→ Work to complete: Within the entries below, find the lines that hold "DrawSurface" and report only how many there are.

→ Stored data entries:
impl WorldMapView {
    pub fn new(width: u32, height: u32, bounds: WorldBounds, caves: CaveAccess, viewer: ViewerState) -> Self {
        let cave_y = viewer.block_y();
        Self {
            width: width as f64,
            height: height as f64,
            drag_offset: DVec2::ZERO,
            scale: 1.0,
            viewer,
            bounds,
            caves,
            caves_active: caves.world_map_allows(&bounds),
            at_surface: true,
            cave_y,
            slider: 0.0,
            arrow_scale: 2,
            show_waypoints: true,
            initialized: false,
            hovered_waypoint: None,
        }
    }

    pub fn with_arrow_scale(mut self, arrow_scale: u32) -> Self {
        self.arrow_scale = arrow_scale.clamp(1, 4);
        self
    }

    pub fn with_waypoints(mut self, show: bool) -> Self {
        self.show_waypoints = show;
        self
    }

    pub fn resize(&mut self, width: u32, height: u32) {
        self.width = width as f64;
        self.height = height as f64;
    }

    pub fn scale(&self) -> f64 {
        self.scale
    }

    pub fn drag_offset(&self) -> DVec2 {
        self.drag_offset
    }

    pub fn viewer(&self) -> &ViewerState {
        &self.viewer
    }

    pub fn at_surface(&self) -> bool {
        self.at_surface
    }

    pub fn cave_y(&self) -> i32 {
        self.cave_y
    }

    pub fn hovered_waypoint(&self) -> Option<&Waypoint> {
        self.hovered_waypoint.as_ref()
    }

    fn origin(&self) -> DVec2 {
        DVec2::new(self.width / 2.0, self.height / 2.0) + self.drag_offset
    }

    /// World (x, z) to screen.
    pub fn transform(&self) -> DAffine2 {
        DAffine2::from_translation(self.origin())
            * DAffine2::from_scale(DVec2::splat(self.scale))
            * DAffine2::from_translation(-DVec2::new(self.viewer.x, self.viewer.z))
    }

    pub fn to_screen(&self, world: DVec2) -> DVec2 {
        self.transform().transform_point2(world)
    }

    pub fn to_world(&self, screen: DVec2) -> DVec2 {
        self.transform().inverse().transform_point2(screen)
    }

    /// Block column under a screen position.
    pub fn block_at(&self, screen: DVec2) -> (i32, i32) {
        let world = self.to_world(screen).floor();
        (world.x as i32, world.y as i32)
    }

    pub fn drag(&mut self, delta: DVec2) {
        self.drag_offset += delta;
    }

    /// Zoom by a factor of two around `cursor`, keeping the world point under
    /// it in place. Positive `delta` zooms in.
    pub fn scroll(&mut self, cursor: DVec2, delta: f64) {
        let centre = DVec2::new(self.width / 2.0, self.height / 2.0);
        let offset = self.origin();
        let mirrored = if delta > 0.0 {
            self.scale *= 2.0;
            offset - (cursor - offset)
        } else {
            self.scale /= 2.0;
            offset + (cursor - offset) / 2.0
        };
        self.drag_offset = mirrored - centre;
    }

    /// Tiles intersecting the viewport, as an inclusive corner pair.
    pub fn visible_range(&self) -> (TileCoordinate, TileCoordinate) {
        let a = self.to_world(DVec2::ZERO);
        let b = self.to_world(DVec2::new(self.width, self.height));
        let (min, max) = (a.min(b).floor(), a.max(b).floor());
        (
            TileCoordinate::from_block(min.x as i32, min.y as i32),
            TileCoordinate::from_block(max.x as i32, max.y as i32),
        )
    }

    pub fn is_visible(&self, coord: TileCoordinate) -> bool {
        in_range(self.visible_range(), coord)
    }

    pub fn raster_params(&self) -> RasterParameters {
        RasterParameters::for_world_map(self.cave_y, self.at_surface, &self.caves, &self.bounds)
    }

    fn collect_viewer_y(&mut self, cache: &TileCache) {
        self.at_surface = detect_surface(
            &self.viewer,
            cache.world().as_ref(),
            cache.registry(),
            self.caves.world_map_allows(&self.bounds),
        );
        self.cave_y = self.viewer.block_y();
    }

    /// Populate an empty cache: the viewer's tile and everything reachable from
    /// it through loaded chunks, then persisted tiles for the remaining gaps.
    /// A cache that already holds tiles is kept as is.
    pub fn open(&mut self, cache: &TileCache) -> usize {
        if !cache.is_empty() {
            self.initialized = true;
            return 0;
        }
        if !self.initialized {
            self.collect_viewer_y(cache);
        }
        self.initialized = true;
        cache.update_all(self.raster_params());

        let created = self.create_tiles(cache);
        let persisted = match cache.register_persisted() {
            Ok(count) => count,
            Err(e) => {
                log::error!("Failed to scan saved world map tiles: {}", e);
                0
            }
        };
        log::info!("World map opened with {} live and {} saved tiles", created, persisted);
        created + persisted
    }

    fn create_tiles(&self, cache: &TileCache) -> usize {
        let origin = TileCoordinate::from_block(self.viewer.block_x(), self.viewer.block_z());
        if !cache.world().is_loaded(origin.chunk_pos()) {
            return 0;
        }
        let existed = cache.contains(origin);
        cache.get_or_load(origin);
        let neighbours = cache.prefetch_neighbours(origin).len();
        neighbours + usize::from(!existed)
    }

    /// Move the viewer. Entering a tile the cache does not hold yet creates it
    /// and prefetches around it. Returns the number of tiles created.
    pub fn follow(&mut self, viewer: ViewerState, cache: &TileCache) -> usize {
        self.viewer = viewer;
        let origin = TileCoordinate::from_block(self.viewer.block_x(), self.viewer.block_z());
        if cache.contains(origin) {
            return 0;
        }
        self.create_tiles(cache)
    }

    /// Install finished loads and build this frame's draw list. Visible tiles
    /// that have not been loaded yet are requested.
    pub fn frame(
        &mut self,
        cache: &TileCache,
        surface: &mut dyn DrawSurface,
        mouse: DVec2,
        waypoints: &WaypointList,
    ) -> DrawList {
        cache.pump(surface);
        let mut list = DrawList::new();
        let transform = self.transform();

        let visible = self.visible_range();
        let mut coords = cache.coordinates();
        coords.retain(|c| in_range(visible, *c));
        coords.sort_by_key(|c| (c.y, c.x));
        for coord in coords {
            cache.get_or_load(coord);
            if let Some(handle) = cache.surface_handle(coord) {
                let (x, z) = coord.block_origin();
                list.push(DrawCommand::Surface {
                    handle,
                    size: tile_size(),
                    transform: transform * DAffine2::from_translation(DVec2::new(x as f64, z as f64)),
                });
            }
        }

        let (x, z) = self.block_at(mouse);
        let hovered = TileCoordinate::from_block(x, z);
        let (tx, tz) = hovered.block_origin();
        let min = transform.transform_point2(DVec2::new(tx as f64, tz as f64));
        let max = transform.transform_point2(DVec2::new((tx + TILE_SIZE) as f64, (tz + TILE_SIZE) as f64));
        list.push(DrawCommand::Fill {
            min,
            max,
            color: HOVER_COLOR,
        });
        list.push(DrawCommand::Outline {
            min,
            max,
            color: HOVER_COLOR,
        });

        self.draw_waypoints(&mut list, mouse, waypoints);

        list.push(DrawCommand::Arrow {
            center: self.origin(),
            heading: self.viewer.heading(),
            size: ARROW_SIZE * 0.5 * self.arrow_scale as f64,
        });
        list
    }

    fn draw_waypoints(&mut self, list: &mut DrawList, mouse: DVec2, waypoints: &WaypointList) {
        self.hovered_waypoint = None;
        if !self.show_waypoints {
            return;
        }
        for waypoint in waypoints.in_dimension(&self.viewer.dimension) {
            let center = self.to_screen(DVec2::new(waypoint.x + 1.0, waypoint.z + 1.0));
            let half_size = label_half_size(&waypoint.display, MARKER_PAD);
            list.push(DrawCommand::Label {
                center,
                half_size,
                background: waypoint.color,
                text: waypoint.display.clone(),
            });

            let (min, max) = (center - half_size, center + half_size);
            let inside = mouse.x >= min.x && mouse.y >= min.y && mouse.x < max.x && mouse.y < max.y;
            if self.hovered_waypoint.is_none() && inside {
                self.hovered_waypoint = Some(waypoint.clone());
                list.push(DrawCommand::Outline {
                    min,
                    max,
                    color: 0xFFFF_FFFF,
                });
            }
        }
    }

    /// Coordinates shown in the status line under the cursor.
    pub fn position_label(&self, mouse: DVec2, cache: &TileCache) -> String {
        let (x, z) = self.block_at(mouse);
        let y = cache.height_at(x, z).unwrap_or(self.bounds.min_y);
        format!("{}, {}, {}", x, y, z)
    }

    /// What a right click at `mouse` targets, using the hover state of the last frame.
    pub fn context_target(&self, mouse: DVec2, cache: &TileCache) -> ContextTarget {
        if let Some(waypoint) = &self.hovered_waypoint {
            return ContextTarget::Waypoint(waypoint.clone());
        }
        let (x, z) = self.block_at(mouse);
        ContextTarget::Block {
            dimension: self.viewer.dimension.clone(),
            x,
            y: cache.height_at(x, z).unwrap_or(self.bounds.min_y),
            z,
        }
    }

    /// Text of the cave slider.
    pub fn slider_label(&self) -> String {
        if self.slider == 0.0 {
            "Player Y".to_string()
        } else {
            (self.cave_y - 1).to_string()
        }
    }

    /// Move the cave slider. 0 follows the viewer, anything else slices at a
    /// fixed height between just below and just above the world.
    /// Ignored while caves are not allowed.
    pub fn set_slider(&mut self, value: f64, cache: &TileCache) {
        if !self.caves_active {
            return;
        }
        self.slider = value.clamp(0.0, 1.0);
        let min = (self.bounds.min_y - 1) as f64;
        let max = (self.bounds.max_y() + 1) as f64;
        self.cave_y = (min + (max - min) * self.slider) as i32;
        self.at_surface = false;
        if self.slider == 0.0 {
            self.collect_viewer_y(cache);
        }
        cache.update_all(self.raster_params());
    }

    /// Apply new cave permissions. Losing access flips the map to the surface;
    /// regaining it re-applies the slider.
    pub fn set_cave_access(&mut self, caves: CaveAccess, cache: &TileCache) {
        self.caves = caves;
        let allowed = caves.world_map_allows(&self.bounds);
        if allowed == self.caves_active {
            return;
        }
        self.caves_active = allowed;
        if allowed {
            self.set_slider(self.slider, cache);
        } else {
            self.at_surface = true;
            cache.update_all(self.raster_params());
        }
    }

    /// Persist every tile and free their surfaces.
    pub fn close(&mut self, cache: &TileCache, surface: &mut dyn DrawSurface) -> Option<SaveReport> {
        let report = match cache.store() {
            Some(_) => match cache.save_all() {
                Ok(report) => Some(report),
                Err(e) => {
                    log::error!("Failed to save world map: {}", e);
                    None
                }
            },
            None => None,
        };
        cache.release_all(surface);
        self.hovered_waypoint = None;
        report
    }
}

→ Result of this task: 2